Outro dia mesmo, eu lembro de ter vivido o dia mais silencioso de toda a minha vida. Tinha quatorze anos, era um menino.

Cinco de julho de oitenta e dois, assim me permitam. O fatídico dia em que o Brasil, pátria de chuteiras em campo, perdeu para a garbosa seleção italiana. Falecido estádio Sarriá.

Algumas coisas devem ser levadas em consideração sobre aquele capítulo peculiar da história futebolística mundial. Primeira delas, a mais fácil – embora nós, brasileiros, com algum sentimento de “superioridade” para compensarmos as mágoas de um país que não deu certo, não tenhamos tanta facilidade em ver: a Itália, naquele dia, foi melhor e ponto. Talvez jogasse contra o Brasil seiscentas vezes e perdesse quase todas, exceto a daquele dia. Difícil encarar, mas os ítalos mereceram.

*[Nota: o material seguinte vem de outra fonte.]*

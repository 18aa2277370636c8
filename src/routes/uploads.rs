/**
 * Upload helpers
 * Validation and disk storage shared by the project, resource, and feedback
 * routes. Files land under uploads/<kind>/ with generated names and are
 * served back at /uploads/<kind>/<file>.
 */
use axum::extract::Multipart;
use std::collections::HashMap;
use std::path::PathBuf;
use uuid::Uuid;

pub const UPLOAD_ROOT: &str = "uploads";

const MAX_IMAGE_SIZE: usize = 5 * 1024 * 1024; // 5MB
const MAX_DOCUMENT_SIZE: usize = 10 * 1024 * 1024; // 10MB

const IMAGE_EXTENSIONS: &[&str] = &["jpg", "jpeg", "png", "webp", "gif"];
const DOCUMENT_EXTENSIONS: &[&str] = &[
    "pdf", "doc", "docx", "zip", "txt", "md", "js", "py", "rs", "java", "cpp", "html", "css",
];

/// A file successfully written to disk
#[derive(Debug, Clone)]
pub struct StoredFile {
    pub url: String,
    pub filename: String,
    pub size: usize,
    pub file_type: String,
}

/// Upload rejection, surfaced to clients as a 400
#[derive(Debug)]
pub struct UploadError(pub String);

impl std::fmt::Display for UploadError {
    fn fmt(&self, f: &mut std::fmt::Formatter<'_>) -> std::fmt::Result {
        write!(f, "{}", self.0)
    }
}

fn extension_of(filename: &str) -> String {
    filename.rsplit('.').next().unwrap_or("").to_lowercase()
}

pub fn validate_image_magic_bytes(bytes: &[u8]) -> Option<&'static str> {
    if bytes.len() < 4 {
        return None;
    }
    match bytes {
        // JPEG: FF D8 FF
        [0xFF, 0xD8, 0xFF, ..] => Some("image/jpeg"),
        // PNG: 89 50 4E 47
        [0x89, 0x50, 0x4E, 0x47, ..] => Some("image/png"),
        // GIF: 47 49 46 38
        [0x47, 0x49, 0x46, 0x38, ..] => Some("image/gif"),
        // WebP: 52 49 46 46 ... 57 45 42 50
        [0x52, 0x49, 0x46, 0x46, _, _, _, _, 0x57, 0x45, 0x42, 0x50, ..] => Some("image/webp"),
        _ => None,
    }
}

fn get_extension_from_mime(mime: &str) -> &str {
    match mime {
        "image/jpeg" => "jpg",
        "image/png" => "png",
        "image/gif" => "gif",
        "image/webp" => "webp",
        _ => "bin",
    }
}

fn sanitize_filename(filename: &str) -> bool {
    // Reject path traversal and special characters
    !filename.contains("..")
        && !filename.contains('/')
        && !filename.contains('\\')
        && !filename.contains('\0')
}

async fn write_file(dir: &str, ext: &str, bytes: &[u8]) -> Result<StoredFile, UploadError> {
    let upload_path = PathBuf::from(UPLOAD_ROOT).join(dir);
    if let Err(e) = tokio::fs::create_dir_all(&upload_path).await {
        tracing::error!("Failed to create upload directory: {}", e);
        return Err(UploadError("Failed to initialize upload directory".to_string()));
    }

    let filename = format!("{}.{}", Uuid::new_v4(), ext);
    let file_path = upload_path.join(&filename);

    if let Err(e) = tokio::fs::write(&file_path, bytes).await {
        tracing::error!("Failed to write upload file: {}", e);
        return Err(UploadError("Failed to save file".to_string()));
    }

    tracing::info!("File uploaded: {}/{} ({} bytes)", dir, filename, bytes.len());

    Ok(StoredFile {
        url: format!("/{}/{}/{}", UPLOAD_ROOT, dir, filename),
        filename,
        size: bytes.len(),
        file_type: ext.to_string(),
    })
}

/// Validate and store an image upload. Extension and magic bytes must both
/// pass; nothing is written on rejection.
pub async fn store_image(
    dir: &str,
    original_name: &str,
    bytes: &[u8],
) -> Result<StoredFile, UploadError> {
    let ext = extension_of(original_name);
    if !IMAGE_EXTENSIONS.contains(&ext.as_str()) {
        return Err(UploadError(
            "Unsupported file type. Allowed: JPEG, PNG, WebP, GIF.".to_string(),
        ));
    }
    if bytes.is_empty() {
        return Err(UploadError("Empty file".to_string()));
    }
    if bytes.len() > MAX_IMAGE_SIZE {
        return Err(UploadError("File too large. Maximum size is 5MB.".to_string()));
    }
    let mime = match validate_image_magic_bytes(bytes) {
        Some(m) => m,
        None => {
            return Err(UploadError(
                "File content does not match an allowed image type.".to_string(),
            ));
        }
    };

    write_file(dir, get_extension_from_mime(mime), bytes).await
}

/// Validate and store a document upload (resources, feedback attachments).
pub async fn store_document(
    dir: &str,
    original_name: &str,
    bytes: &[u8],
) -> Result<StoredFile, UploadError> {
    let ext = extension_of(original_name);
    if !DOCUMENT_EXTENSIONS.contains(&ext.as_str()) {
        return Err(UploadError("Invalid file type.".to_string()));
    }
    if bytes.is_empty() {
        return Err(UploadError("Empty file".to_string()));
    }
    if bytes.len() > MAX_DOCUMENT_SIZE {
        return Err(UploadError("File too large. Maximum size is 10MB.".to_string()));
    }

    write_file(dir, &ext, bytes).await
}

/// One file part of a multipart form
#[derive(Debug)]
pub struct FormFile {
    pub field: String,
    pub filename: String,
    pub bytes: axum::body::Bytes,
}

/// A fully-read multipart form: text fields by name, file parts in order
#[derive(Debug, Default)]
pub struct MultipartForm {
    pub fields: HashMap<String, String>,
    pub files: Vec<FormFile>,
}

impl MultipartForm {
    pub fn text(&self, name: &str) -> Option<&str> {
        self.fields.get(name).map(|s| s.as_str()).filter(|s| !s.trim().is_empty())
    }

    pub fn file(&self, name: &str) -> Option<&FormFile> {
        self.files.iter().find(|f| f.field == name)
    }
}

/// Drain a multipart request into memory. Parts with a filename become
/// [`FormFile`]s, everything else a text field.
pub async fn collect_multipart(mut multipart: Multipart) -> Result<MultipartForm, UploadError> {
    let mut form = MultipartForm::default();

    loop {
        let field = match multipart.next_field().await {
            Ok(Some(f)) => f,
            Ok(None) => break,
            Err(e) => {
                tracing::error!("Multipart error: {}", e);
                return Err(UploadError("Invalid multipart data".to_string()));
            }
        };

        let name = field.name().unwrap_or_default().to_string();
        if let Some(filename) = field.file_name().map(|s| s.to_string()) {
            let bytes = field
                .bytes()
                .await
                .map_err(|e| {
                    tracing::error!("Failed to read upload bytes: {}", e);
                    UploadError("Failed to read file data".to_string())
                })?;
            form.files.push(FormFile {
                field: name,
                filename,
                bytes,
            });
        } else {
            let value = field
                .text()
                .await
                .map_err(|_| UploadError("Invalid multipart data".to_string()))?;
            form.fields.insert(name, value);
        }
    }

    Ok(form)
}

/// Resolve a stored /uploads/... URL back to its on-disk path. Returns None
/// for anything that does not point inside the upload root.
pub fn disk_path_for_url(url: &str) -> Option<PathBuf> {
    let rest = url.strip_prefix(&format!("/{}/", UPLOAD_ROOT))?;
    let (dir, filename) = rest.split_once('/')?;
    if !sanitize_filename(filename) || !sanitize_filename(dir) {
        return None;
    }
    Some(PathBuf::from(UPLOAD_ROOT).join(dir).join(filename))
}

/// Delete the file behind a stored URL. Entity deletion calls this; a file
/// already gone is logged and ignored.
pub async fn delete_by_url(url: &str) {
    let path = match disk_path_for_url(url) {
        Some(p) => p,
        None => {
            tracing::warn!("Refusing to delete non-upload path: {}", url);
            return;
        }
    };

    match tokio::fs::remove_file(&path).await {
        Ok(()) => tracing::info!("Deleted upload: {}", url),
        Err(e) if e.kind() == std::io::ErrorKind::NotFound => {
            tracing::warn!("Upload already missing: {}", url);
        }
        Err(e) => tracing::error!("Failed to delete upload {}: {}", url, e),
    }
}

#[cfg(test)]
mod tests {
    use super::*;

    #[test]
    fn test_magic_bytes_detects_png_and_jpeg() {
        assert_eq!(
            validate_image_magic_bytes(&[0x89, 0x50, 0x4E, 0x47, 0x0D, 0x0A]),
            Some("image/png")
        );
        assert_eq!(
            validate_image_magic_bytes(&[0xFF, 0xD8, 0xFF, 0xE0]),
            Some("image/jpeg")
        );
    }

    #[test]
    fn test_magic_bytes_rejects_unknown_and_short_input() {
        assert_eq!(validate_image_magic_bytes(b"GIF"), None);
        assert_eq!(validate_image_magic_bytes(b"%PDF-1.7 ..."), None);
    }

    #[test]
    fn test_disk_path_for_url_maps_inside_upload_root() {
        let path = disk_path_for_url("/uploads/projects/abc.png").unwrap();
        assert_eq!(path, PathBuf::from("uploads").join("projects").join("abc.png"));
    }

    #[test]
    fn test_disk_path_for_url_rejects_traversal_and_foreign_paths() {
        assert!(disk_path_for_url("/uploads/projects/../../etc/passwd").is_none());
        assert!(disk_path_for_url("/etc/passwd").is_none());
        assert!(disk_path_for_url("https://cdn.example.com/x.png").is_none());
    }

    #[tokio::test]
    async fn test_store_image_rejects_wrong_extension() {
        let err = store_image("projects", "notes.txt", &[0x89, 0x50, 0x4E, 0x47])
            .await
            .unwrap_err();
        assert!(err.0.contains("Unsupported file type"));
    }

    #[tokio::test]
    async fn test_store_image_rejects_mismatched_content() {
        let err = store_image("projects", "fake.png", b"plain text, not an image")
            .await
            .unwrap_err();
        assert!(err.0.contains("does not match"));
    }

    #[tokio::test]
    async fn test_store_document_rejects_unknown_extension() {
        let err = store_document("resources", "tool.exe", b"MZ....")
            .await
            .unwrap_err();
        assert!(err.0.contains("Invalid file type"));
    }
}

Segunda, bobagem dizer que “venceu o futebol-força”. Naturalmente, a seleção brasileira vinha de um momento encantador, jogou dois anos e perdeu apenas três vezes. Nós tínhamos um timaço, sim. Porém... Zoff, Scirea, Cabrini, Tardelli, Antognioni, Conti, Altobelli e Rossi eram excelentes jogadores também. Nosso conjunto era mais bonito, só que eles também tinham talento, embora bagunçado até então. Foi a única vez em que a seleção de Telê tomou três gols – na verdade, quatro, dado que Mister Abraham Klein, o árbitro, descontou mais um da Itália no finzinho do jogo.

Terceira, a terrível má interpretação que se criou pelo fato de que, se o “bonito” perdeu, que se louvasse o “feio”. Graças a esse erro patético, criou-se o assustador termo de “volantes de contenção” – tudo para esconder verdadeiros assassinos da bola, priorizando-os em vez dos verdadeiros jogadores de futebol, os que sabiam da pelota, os craques. Meu time de botão daqueles tempos tinha o Falcão de volante, e bastava.

De lá pra cá, foi terra que girou.

Acabaram com a União Soviética, o Muro de Berlin, uma considerável parte do Brasil, não deixaram nada no Iraq.

Matou-se e morreu por muito pouco, quase nada.

Hoje, brasileiros que somos, temos celulares, comunicação, internet, desenvolvimento. Porém, assim como era o bife nos anos cinqüenta ou o carro nos anos vinte, para poucos. Para quem tem dúvida, basta abrir a janela do carro.

Chegamos até a ganhar Copa do Mundo outra vez, uma quase feia, outra quase bonita. Nada que chegue aos pés de México 70. Nem ouso falar de Chile e Suécia.

Aquele bendito jogo teve sua mágica, o do Sarriá.

Até hoje, pelos campos da vida, eu fico procurando destroços daquele dia, como um passe, um drible, uma jogada, um corta-luz como esse que o Dodô fez outro dia, antes dos homens da lei o embargarem, o tal do doping. Se Sarriá fosse um desastre aéreo, estaria eu pelas matas do futebol a tentar resgatar um relógio, um pedaço de papel, qualquer coisa que significasse vida naquela maravilhosa e curta trajetória.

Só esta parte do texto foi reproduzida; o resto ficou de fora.